The Innocence Project London was established in 2010 and is based at our Greenwich campus.  It brings together students from law and criminology to work in small groups on a case, alongside a practicing lawyer and academics.

In nearly all cases an applicant will have already appealed their conviction or sentence, therefore the work of the project centres on submitting an application to the Criminal Cases Review Commission (CCRC). The CCRC is an independent body which reviews possible miscarriages of justice in the UK.

 Innnocence project London 

In 2018/19 Criminology students were able to join the Innocence Project for the first time. Alongside their peers in Law, and supported by their professional mentors, the following students are working on these cases:

  • Ashlie Snelling and Serpil Tas (both Law) - historic murder of women and her two children
  • Collins Amos-Oke (Law), Tiaylor Thorpe (Criminology), Bethany Howell (Law), Marcus Fenton (Law)- joint enterprise murder
  • Zahra Dehbi, Emma Wakerley, Holly Wright, Courtney-Leigh Dearing (all Law) - Joint enterprise murder
  • Meg Royal (Criminology and Forensic Science), Javier Caguenas (Criminology and Forensic Science), Courtney Parry Lansdowne (Law), Lidia Stocia (Criminology)- rape case
  • Paige Copeland and Trudie Armah (level 7 both Masters in Law)- rape case

Students who work on the project review all of the evidence and available case files in an attempt to satisfy these requirements. The cases we work on should have the prospect of fresh evidence or new legal argument so as to have the best possible chance for us to make an application to the CCRC.

Speaking about the work of the IPL, Director Louise Hewitt said:

The IPL is part of a truly global movement. As members of the Innocence Network and the recently constituted European Innocence Network we strive to create awareness of wrongful convictions and how they can happen.

Every wrongful conviction damages the legal system in which is takes place. Every wrongful conviction damages society, especially the friends and family of the person convicted.  It is unrealistic to change entire legal systems in one go, but collectively we can create awareness of their flaws and look at how to improve them.
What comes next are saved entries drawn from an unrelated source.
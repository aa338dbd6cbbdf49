use std::time::Duration;

use grid_lite::db::TaskExecParams;
use grid_lite::worker::{TaskExecResult, TaskRunner, TaskRunnerEvent};
use uuid::Uuid;

fn params(cmd: &str) -> TaskExecParams {
    TaskExecParams {
        job_id: Uuid::new_v4(),
        task_id: 0,
        cmd: cmd.to_string(),
        stdin: None,
        env: Vec::new(),
    }
}

/// Run a task to completion, returning the started pid (if any) and the result
async fn run(params: TaskExecParams) -> (Option<u32>, TaskExecResult) {
    let mut events = TaskRunner::new(params).run();
    let mut started = None;
    loop {
        let event = tokio::time::timeout(Duration::from_secs(10), events.recv())
            .await
            .expect("task did not finish in time")
            .expect("runner dropped its channel before finishing");
        match event {
            TaskRunnerEvent::Started(pid) => {
                assert!(started.is_none(), "Started reported twice");
                started = Some(pid);
            }
            TaskRunnerEvent::Finished(result) => return (started, result),
        }
    }
}

#[tokio::test]
async fn test_run_simple_command() {
    let (pid, result) = run(params("echo hello")).await;

    assert!(result.success);
    assert_eq!(result.ret_code, Some(0));
    assert_eq!(result.stdout, Some("hello\n".to_string()));
    assert!(result.stderr.is_none());
    assert!(result.error.is_none());
    assert!(pid.is_some());
    assert_eq!(result.pid, pid);
}

#[tokio::test]
async fn test_run_empty_output() {
    let (_, result) = run(params("true")).await;

    assert!(result.success);
    assert!(result.stdout.is_none());
    assert!(result.stderr.is_none());
}

#[tokio::test]
async fn test_run_large_output() {
    let (_, result) = run(params("seq 1 1000")).await;

    assert!(result.success);
    assert_eq!(result.stdout.unwrap().lines().count(), 1000);
}

#[tokio::test]
async fn test_run_command_failure() {
    let (_, result) = run(params("echo 'error message' >&2; exit 3")).await;

    assert!(!result.success);
    assert_eq!(result.ret_code, Some(3));
    assert!(result.signal.is_none());
    assert_eq!(result.stderr, Some("error message\n".to_string()));
    assert!(result.error.is_none());
}

#[tokio::test]
async fn test_run_pipes_stdin() {
    let mut p = params("tr a-z A-Z");
    p.stdin = Some("grid input".to_string());

    let (_, result) = run(p).await;

    assert!(result.success);
    assert_eq!(result.stdout, Some("GRID INPUT".to_string()));
}

#[tokio::test]
async fn test_run_without_stdin_sees_eof() {
    let (_, result) = run(params("cat")).await;

    assert!(result.success);
    assert!(result.stdout.is_none());
}

#[tokio::test]
async fn test_run_exports_environment() {
    let mut p = params("echo \"$GRID_JOB_ID/$GRID_TASK_ID\"");
    p.task_id = 4;
    p.env = vec![
        ("GRID_JOB_ID".to_string(), p.job_id.to_string()),
        ("GRID_TASK_ID".to_string(), "4".to_string()),
    ];
    let expected = format!("{}/4\n", p.job_id);

    let (_, result) = run(p).await;

    assert_eq!(result.stdout, Some(expected));
}

#[tokio::test]
async fn test_run_reports_killing_signal() {
    let (_, result) = run(params("kill -9 $$")).await;

    assert!(!result.success);
    assert!(result.ret_code.is_none());
    assert_eq!(result.signal, Some(9));
}

#[tokio::test]
async fn test_run_unknown_command() {
    let (_, result) = run(params("definitely-not-a-real-command-xyz")).await;

    // The shell itself starts; it reports "command not found"
    assert!(!result.success);
    assert_eq!(result.ret_code, Some(127));
    assert!(result.stderr.is_some());
}

#[tokio::test]
async fn test_started_precedes_finished() {
    let mut events = TaskRunner::new(params("sleep 0.2")).run();

    let first = events.recv().await.unwrap();
    assert!(matches!(first, TaskRunnerEvent::Started(_)));
    let second = events.recv().await.unwrap();
    assert!(matches!(second, TaskRunnerEvent::Finished(ref r) if r.success));
    assert!(events.recv().await.is_none());
}
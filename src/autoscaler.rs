//! Auto-scaler hook.
//!
//! The grid does not launch machines itself. An [`AutoScaler`] watches node
//! usage snapshots and decides when more workers are needed; the fan-out
//! feeds it and announces its state on the auto-scaler topic.

use std::sync::{Mutex, MutexGuard, PoisonError};

use chrono::{DateTime, Utc};
use serde::{Deserialize, Serialize};
use uuid::Uuid;

use crate::error::{GridError, Result};
use crate::scheduler::NodeItem;

#[derive(Debug, Clone, PartialEq, Serialize, Deserialize)]
#[serde(rename_all = "camelCase")]
pub struct LaunchingWorker {
    pub worker_key: String,
    pub requested_at: DateTime<Utc>,
}

/// Auto-scaler state as shown to clients.
#[derive(Debug, Clone, PartialEq, Serialize, Deserialize)]
#[serde(rename_all = "camelCase")]
pub struct AutoScalerJson {
    pub enabled: bool,
    pub scaling_up: bool,
    pub min_workers_cap: usize,
    pub max_workers_cap: usize,
    pub ramp_up_speed_ratio: f64,
    pub terminate_worker_after_minutes_idle: u32,
    pub launching_timeout_minutes: u32,
    pub launching_workers: Vec<LaunchingWorker>,
}

impl Default for AutoScalerJson {
    fn default() -> Self {
        Self {
            enabled: false,
            scaling_up: false,
            min_workers_cap: 0,
            max_workers_cap: 10,
            ramp_up_speed_ratio: 0.5,
            terminate_worker_after_minutes_idle: 1,
            launching_timeout_minutes: 10,
            launching_workers: Vec::new(),
        }
    }
}

pub trait AutoScaler: Send + Sync {
    fn enable(&self);
    fn disable(&self);
    fn set_min_workers_cap(&self, cap: usize) -> Result<()>;
    fn set_max_workers_cap(&self, cap: usize) -> Result<()>;
    fn set_ramp_up_speed_ratio(&self, ratio: f64) -> Result<()>;
    fn set_terminate_worker_after_minutes_idle(&self, minutes: u32);

    /// Request `count` new workers. Returns the keys of the workers now launching.
    fn launch_new_workers(&self, count: usize) -> Result<Vec<String>>;

    fn to_json(&self) -> AutoScalerJson;

    /// Feed a node usage snapshot. Returns true if the scaler's state changed.
    fn on_nodes_usage(&self, nodes: &[NodeItem]) -> bool;
}

/// Tracks scaling decisions without talking to any cloud API. Launch
/// requests are recorded as pending workers and retired as nodes join.
#[derive(Debug, Default)]
pub struct ManualAutoScaler {
    state: Mutex<ManualState>,
}

#[derive(Debug, Default)]
struct ManualState {
    json: AutoScalerJson,
    known_nodes: usize,
}

impl ManualAutoScaler {
    pub fn new() -> Self {
        Self::default()
    }

    fn lock(&self) -> MutexGuard<'_, ManualState> {
        self.state.lock().unwrap_or_else(PoisonError::into_inner)
    }

    /// Workers to request for a fully busy grid of `current` workers
    fn ramp_up_count(json: &AutoScalerJson, current: usize) -> usize {
        let headroom = json
            .max_workers_cap
            .saturating_sub(current + json.launching_workers.len());
        let wanted = ((current.max(1) as f64) * json.ramp_up_speed_ratio).ceil() as usize;
        wanted.max(1).min(headroom)
    }
}

impl AutoScaler for ManualAutoScaler {
    fn enable(&self) {
        self.lock().json.enabled = true;
        tracing::info!("Auto-scaler enabled");
    }

    fn disable(&self) {
        let mut state = self.lock();
        state.json.enabled = false;
        state.json.scaling_up = false;
        tracing::info!("Auto-scaler disabled");
    }

    fn set_min_workers_cap(&self, cap: usize) -> Result<()> {
        let mut state = self.lock();
        if cap > state.json.max_workers_cap {
            return Err(GridError::Config(format!(
                "min workers cap {} exceeds max {}",
                cap, state.json.max_workers_cap
            )));
        }
        state.json.min_workers_cap = cap;
        Ok(())
    }

    fn set_max_workers_cap(&self, cap: usize) -> Result<()> {
        let mut state = self.lock();
        if cap < state.json.min_workers_cap {
            return Err(GridError::Config(format!(
                "max workers cap {} below min {}",
                cap, state.json.min_workers_cap
            )));
        }
        state.json.max_workers_cap = cap;
        Ok(())
    }

    fn set_ramp_up_speed_ratio(&self, ratio: f64) -> Result<()> {
        if !(ratio > 0.0 && ratio <= 1.0) {
            return Err(GridError::Config(format!(
                "ramp-up speed ratio {} not in (0, 1]",
                ratio
            )));
        }
        self.lock().json.ramp_up_speed_ratio = ratio;
        Ok(())
    }

    fn set_terminate_worker_after_minutes_idle(&self, minutes: u32) {
        self.lock().json.terminate_worker_after_minutes_idle = minutes;
    }

    fn launch_new_workers(&self, count: usize) -> Result<Vec<String>> {
        let mut state = self.lock();
        let ManualState { json, known_nodes } = &mut *state;
        let headroom = json
            .max_workers_cap
            .saturating_sub(*known_nodes + json.launching_workers.len());
        if count > headroom {
            return Err(GridError::Config(format!(
                "launching {} workers would exceed the cap of {}",
                count, json.max_workers_cap
            )));
        }
        let keys: Vec<String> = (0..count)
            .map(|_| format!("worker-{}", Uuid::new_v4()))
            .collect();
        json.launching_workers
            .extend(keys.iter().map(|key| LaunchingWorker {
                worker_key: key.clone(),
                requested_at: Utc::now(),
            }));
        tracing::info!(count, "Launching new workers");
        Ok(keys)
    }

    fn to_json(&self) -> AutoScalerJson {
        self.lock().json.clone()
    }

    fn on_nodes_usage(&self, nodes: &[NodeItem]) -> bool {
        let mut state = self.lock();
        let before = state.json.clone();

        let connected = nodes.iter().filter(|n| n.connected).count();
        let joined = connected.saturating_sub(state.known_nodes);
        state.known_nodes = connected;
        let retire = joined.min(state.json.launching_workers.len());
        state.json.launching_workers.drain(..retire);

        let busy = nodes
            .iter()
            .filter(|n| n.connected && n.enabled)
            .all(|n| n.cpus_used >= n.num_cpus);
        let json = &mut state.json;
        json.scaling_up = json.enabled
            && (connected < json.min_workers_cap || busy)
            && connected + json.launching_workers.len() < json.max_workers_cap;

        if json.scaling_up && json.launching_workers.is_empty() {
            let count = Self::ramp_up_count(json, connected);
            for _ in 0..count {
                json.launching_workers.push(LaunchingWorker {
                    worker_key: format!("worker-{}", Uuid::new_v4()),
                    requested_at: Utc::now(),
                });
            }
            tracing::info!(count, connected, "Auto-scaler ramping up");
        }

        state.json != before
    }
}

#[cfg(test)]
mod tests {
    use super::*;

    fn node(id: &str, num_cpus: usize, cpus_used: usize) -> NodeItem {
        NodeItem {
            id: id.to_string(),
            name: id.to_string(),
            num_cpus,
            cpus_used,
            enabled: true,
            connected: true,
        }
    }

    #[test]
    fn disabled_scaler_never_scales() {
        let scaler = ManualAutoScaler::new();
        assert!(!scaler.on_nodes_usage(&[node("a", 2, 2)]));
        assert!(!scaler.to_json().scaling_up);
    }

    #[test]
    fn busy_grid_ramps_up_and_joining_nodes_retire_launches() {
        let scaler = ManualAutoScaler::new();
        scaler.enable();
        scaler.set_ramp_up_speed_ratio(1.0).unwrap();

        assert!(scaler.on_nodes_usage(&[node("a", 2, 2), node("b", 1, 1)]));
        let json = scaler.to_json();
        assert!(json.scaling_up);
        assert_eq!(json.launching_workers.len(), 2);

        scaler.on_nodes_usage(&[node("a", 2, 0), node("b", 1, 0), node("c", 4, 0)]);
        let json = scaler.to_json();
        assert!(!json.scaling_up);
        assert_eq!(json.launching_workers.len(), 1);
    }

    #[test]
    fn caps_are_validated() {
        let scaler = ManualAutoScaler::new();
        assert!(scaler.set_min_workers_cap(11).is_err());
        scaler.set_min_workers_cap(2).unwrap();
        assert!(scaler.set_max_workers_cap(1).is_err());
        assert!(scaler.set_ramp_up_speed_ratio(0.0).is_err());
        assert!(scaler.launch_new_workers(11).is_err());
        assert_eq!(scaler.launch_new_workers(3).unwrap().len(), 3);
    }
}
You can keep up-to-date with the Innocence Project London through their blog.

About the Innocence Project London

The Innocence Project London is a licensed innocence organisation. Its pro bono work is to undertake thorough and objective investigations into alleged wrongful convictions of convicted individuals who have maintained their innocence and exhausted the criminal appeals process.  The project was established in 2010 and is based at the University of Greenwich. School of Law and Centre for Criminology.  In January 2016, the Innocence Project London became a member of the Innocence Network, which is based in the United States. The Project is currently the only one in the United Kingdom that is part of the Network.

About the Criminal Cases Review Commission (CCRC).
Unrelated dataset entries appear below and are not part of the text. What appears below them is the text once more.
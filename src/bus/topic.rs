//! Topic names shared by the dispatcher, node agents and clients.

/// Inbound topic of the dispatcher (node -> dispatcher)
pub const DISPATCHER_TOPIC: &str = "/topic/dispatcher";

/// Dispatcher state broadcasts (queue, nodes, control flags, tracking)
pub const DISPATCHER_STATE_TOPIC: &str = "/topic/dispatcher-state";

pub const AUTOSCALER_TOPIC: &str = "/topic/autoscaler";

pub fn node_topic(node_id: &str) -> String {
    format!("/topic/node/{}", node_id)
}

/// Per-connection topic on which a client hears about the jobs it submitted
pub fn job_notification_topic(conn_id: &str) -> String {
    format!("/topic/job-notification/{}", conn_id)
}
The CCRC is an independent body which reviews possible miscarriages of justice in the UK.

They have the ability to refer a conviction back to the Court of Appeal on the basis that there is a real possibility the Court will find the conviction unsafe, in the context that it would have changed the decision of the jury had they had been aware of it. The requirements for the CCRC to do this are fresh evidence or a new legal argument, neither of which were adduced at trial or appeal.